Government says willing to bear costs on loans upto Rs 2 crore on a range of loans like education, housing, and auto, among others
Bringing huge relief to individual and MSME borrowers, Centre told the Supreme Court that it would waive interest on the repayment of loans of up to Rs 2 crore.
The move will provide relief to individual borrowers and medium, small and micro enterprises (MSMEs) during the COVID-19 outbreak.
In an affidavit, the Centre said it will continue the "tradition of handholding the small borrowers" and has waived compound interest for the period for the most "vulnerable category of borrowers", legal news website LiveLaw reported.
The waiver will be applicable to a number of loans like education loans, housing loans, credit card dues and auto loans, among others.
The Centre also said that it would seek Parliament's permission for grants to enable the move.
The waiver on interest would apply, irrespective of whether the borrower has availed of the moratorium in the categories of loans specified by the government.
The ministry also said that waiving off interest on loans to every category would amount to a burden of Rs 6 lakh crore for banks.
"If the banks were to bear this burden, it would necessarily wipe out a major part of their net worth, rendering most of the banks unviable and raising a very serious question mark on their survival," the ministry said in the affidavit.
The Reserve Bank of India (RBI) allowed borrowers to seek a six-month moratorium on all loans, which the centre and RBI had earlier told the court could be extended by up to two years.
However, banks and finance companies were charging borrowers interest on the principal as well as interest liability, which extended the repayment period by over six months.
The move led to a huge increase in credit card outstanding liabilities which have high interest charges.

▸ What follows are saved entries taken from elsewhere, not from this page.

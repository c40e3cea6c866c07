//! The engine: a pure interpreter of a `GameDefinition`.
//!
//! Every operation takes the current `GameState` by reference and returns a
//! new one; the caller's value is never touched, so a rejected action leaves
//! no trace. `im` collections keep the clones cheap.
//!
//! ## Applying an action
//!
//! 1. Duplicate check: a retried action returns the state unchanged
//! 2. Validation against the definition
//! 3. Reduction (the action's direct effect)
//! 4. Settling: the current phase's transitions are checked in declaration
//!    order and the first that holds is taken, repeatedly, until none holds
//!
//! ## Roster changes
//!
//! Disconnects, reconnects and expulsions go through the same settling step,
//! so a transition such as "everyone has submitted" fires as soon as the last
//! missing player drops.

use std::sync::Arc;

use chrono::{DateTime, Utc};
use tracing::{debug, info};

use super::definition::{GameDefinition, PhaseEffect, PhaseTarget};
use super::validator::{check_action, check_duplicate, check_transition_condition, phase_deadline, EvalContext};
use crate::cards::CardRegistry;
use crate::core::action::{Action, ActionKind, ActionRecord, ActionType};
use crate::core::config::{GameSettings, PhaseId};
use crate::core::error::GameError;
use crate::core::event::GameEvent;
use crate::core::player::{Player, PlayerId};
use crate::core::rotation::assign_new_lead;
use crate::core::state::{GameState, GameStatus, RoundState, Submission};
use crate::zones::PileKind;

/// Time source for an engine operation.
///
/// The engine never reads the clock itself; the host stamps each operation.
#[derive(Clone, Copy, Debug, PartialEq, Eq)]
pub struct ActionContext {
    pub now: DateTime<Utc>,
}

impl ActionContext {
    /// Context at a fixed instant.
    #[must_use]
    pub fn at(now: DateTime<Utc>) -> Self {
        Self { now }
    }

    /// Context at the current wall-clock time.
    #[must_use]
    pub fn now() -> Self {
        Self { now: Utc::now() }
    }
}

/// New state plus the events describing how it differs from the old one.
#[derive(Clone, Debug, PartialEq, Eq)]
pub struct Outcome {
    pub state: GameState,
    pub events: Vec<GameEvent>,
}

impl Outcome {
    fn unchanged(state: &GameState) -> Self {
        Self {
            state: state.clone(),
            events: Vec::new(),
        }
    }

    /// Check if the operation changed nothing.
    #[must_use]
    pub fn is_noop(&self) -> bool {
        self.events.is_empty()
    }
}

/// Interpreter for one game definition over one card pool.
#[derive(Clone, Debug)]
pub struct Engine {
    definition: Arc<GameDefinition>,
    cards: Arc<CardRegistry>,
}
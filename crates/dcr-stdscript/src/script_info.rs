use crate::constants::{DEFAULT_SCRIPT_VERSION, MAX_PUBKEYS_PER_MULTISIG};
use crate::error::Error;
use crate::opcodes::*;
use crate::script_class::ScriptClass;
use crate::standard::classify;
use crate::tokenizer::{Operation, check_script_parses, parse_script};

const LOG_TARGET: &str = "stdscript::script_info";

/// Statistics of a signature script and public key script pair.
#[derive(Debug, Clone, Copy, PartialEq, Eq)]
pub struct ScriptInfo {
    /// Class of the public key script.
    pub pk_script_class: ScriptClass,
    /// Number of operations in the signature script.
    pub num_inputs: usize,
    /// Number of stack items the pair expects the signature script to
    /// provide, including the redeem script's own needs for pay-to-script-hash.
    /// `-1` when it cannot be determined.
    pub expected_inputs: isize,
    /// Precise count of signature operations.
    pub sig_ops: usize,
}

/// Number of stack items required to satisfy a script of the given class.
///
/// `subclass` is only consulted for stake classes. Multisig expects one item
/// more than its signature count since `OP_CHECKMULTISIG` pops an extra
/// dummy element off the stack.
fn expected_inputs(ops: &[Operation<'_>], class: ScriptClass, subclass: ScriptClass) -> isize {
    match class {
        ScriptClass::PubKey => 1,
        ScriptClass::PubKeyHash => 2,
        ScriptClass::StakeSubmission
        | ScriptClass::StakeGeneration
        | ScriptClass::StakeRevocation
        | ScriptClass::StakeSubmissionChange => {
            if subclass == ScriptClass::PubKeyHash {
                2
            } else {
                1
            }
        }
        // The redeem script itself is accounted for by the caller.
        ScriptClass::ScriptHash => 1,
        ScriptClass::MultiSig => ops
            .first()
            .map_or(-1, |op| as_small_int(op.opcode) as isize + 1),
        _ => -1,
    }
}

/// Counts the signature operations of a decoded script.
///
/// In precise mode a multisig check preceded by a small integer counts that
/// many operations, otherwise it counts [`MAX_PUBKEYS_PER_MULTISIG`].
pub fn get_sig_op_count(ops: &[Operation<'_>], precise: bool) -> usize {
    let mut count = 0;
    let mut prev_opcode = None;

    for op in ops {
        match op.opcode {
            OP_CHECKSIG | OP_CHECKSIGVERIFY | OP_CHECKSIGALT | OP_CHECKSIGALTVERIFY => count += 1,
            OP_CHECKMULTISIG | OP_CHECKMULTISIGVERIFY => match prev_opcode {
                Some(prev @ OP_1..=OP_16) if precise => count += as_small_int(prev),
                _ => count += MAX_PUBKEYS_PER_MULTISIG,
            },
            _ => {}
        }
        prev_opcode = Some(op.opcode);
    }

    count
}

fn is_push_only(ops: &[Operation<'_>]) -> bool {
    ops.iter().all(Operation::is_push)
}

/// Returns whether the script is one of the stake-tagged standard scripts.
pub fn is_stake_output(pk_script: &[u8]) -> bool {
    classify(DEFAULT_SCRIPT_VERSION, pk_script).is_stake()
}

/// Returns the class of the P2PKH or P2SH script wrapped by a stake output.
pub fn get_stake_out_subclass(pk_script: &[u8]) -> Result<ScriptClass, Error> {
    check_script_parses(pk_script)?;

    if !is_stake_output(pk_script) {
        return Err(Error::NotStakeOutput);
    }

    Ok(classify(DEFAULT_SCRIPT_VERSION, &pk_script[1..]))
}

/// Returns whether any operation of the script is a stake tagging opcode.
pub fn contains_stake_opcodes(pk_script: &[u8]) -> Result<bool, Error> {
    Ok(parse_script(pk_script)?
        .iter()
        .any(|op| is_stake_opcode(op.opcode)))
}

/// Computes the [`ScriptInfo`] of a signature script and the public key
/// script it spends.
///
/// Both scripts must parse and the signature script must be push only. When
/// `bip16` is set and the public key script (or the script wrapped by a stake
/// output) pays to a script hash, the final push of the signature script is
/// analysed as the redeem script.
pub fn calc_script_info(sig_script: &[u8], pk_script: &[u8], bip16: bool) -> Result<ScriptInfo, Error> {
    let sig_ops = parse_script(sig_script)?;
    let pk_ops = parse_script(pk_script)?;

    let pk_script_class = classify(DEFAULT_SCRIPT_VERSION, pk_script);

    if !is_push_only(&sig_ops) {
        return Err(Error::NotPushOnly);
    }

    let subclass = if pk_script_class.is_stake() {
        get_stake_out_subclass(pk_script)?
    } else {
        ScriptClass::NonStandard
    };

    let mut expected = expected_inputs(&pk_ops, pk_script_class, subclass);

    let pays_to_script_hash =
        pk_script_class == ScriptClass::ScriptHash || subclass == ScriptClass::ScriptHash;

    let sig_op_count = if pays_to_script_hash && bip16 {
        // An empty signature script carries an empty redeem script.
        let redeem_script = sig_ops.last().map(Operation::data_or_empty).unwrap_or_default();
        let redeem_ops = parse_script(redeem_script)?;
        let redeem_class = classify(DEFAULT_SCRIPT_VERSION, redeem_script);

        match expected_inputs(&redeem_ops, redeem_class, ScriptClass::NonStandard) {
            -1 => expected = -1,
            redeem_inputs => expected += redeem_inputs,
        }

        tracing::trace!(
            target: LOG_TARGET,
            "Counting sigops of {redeem_class} redeem script {}",
            hex::encode(redeem_script)
        );

        get_sig_op_count(&redeem_ops, true)
    } else {
        get_sig_op_count(&pk_ops, true)
    };

    Ok(ScriptInfo {
        pk_script_class,
        num_inputs: sig_ops.len(),
        expected_inputs: expected,
        sig_ops: sig_op_count,
    })
}

#[cfg(test)]
mod tests {
    use super::*;

    #[test]
    fn test_sig_op_count() {
        let ops = parse_script(&[OP_2, OP_CHECKMULTISIG, OP_CHECKSIG, OP_CHECKSIGALTVERIFY]).unwrap();
        assert_eq!(get_sig_op_count(&ops, true), 4);
        assert_eq!(get_sig_op_count(&ops, false), 22);

        // Not preceded by a small integer.
        let ops = parse_script(&[OP_CHECKMULTISIGVERIFY]).unwrap();
        assert_eq!(get_sig_op_count(&ops, true), MAX_PUBKEYS_PER_MULTISIG);

        // OP_0 does not count as a key count.
        let ops = parse_script(&[OP_0, OP_CHECKMULTISIG]).unwrap();
        assert_eq!(get_sig_op_count(&ops, true), MAX_PUBKEYS_PER_MULTISIG);
    }

    #[test]
    fn test_stake_subclass() {
        let mut script = vec![OP_SSRTX, OP_HASH160, OP_DATA_20];
        script.extend_from_slice(&[0x10; 20]);
        script.push(OP_EQUAL);

        assert!(is_stake_output(&script));
        assert_eq!(get_stake_out_subclass(&script), Ok(ScriptClass::ScriptHash));
        assert_eq!(contains_stake_opcodes(&script), Ok(true));

        assert_eq!(get_stake_out_subclass(&script[1..]), Err(Error::NotStakeOutput));
        assert_eq!(contains_stake_opcodes(&script[1..]), Ok(false));
        assert!(get_stake_out_subclass(&[OP_SSRTX, OP_DATA_20]).is_err());
    }

    #[test]
    fn test_not_push_only() {
        let pk_script = [OP_RETURN];
        assert_eq!(
            calc_script_info(&[OP_0, OP_DUP], &pk_script, true),
            Err(Error::NotPushOnly)
        );
    }
}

Centre's recent position on waiver marks a shift from its earlier decision to say no to any interest waiver as it would affect banks. It has changed its position based on the recommendation of a government panel headed by former Comptroller and Auditor General Rajiv Mehrishi, which was studying the effects of the coronavirus and the lockdown on various sectors.
Banks do not favour extending the loan repayment freeze, as they believe it would drain their finances and provide an opportunity to borrowers who have the capacity to repay to not do so.
The Supreme Court had asked the government to find a solution and not "hide behind the Reserve Bank".The case would be taken up again on October 5.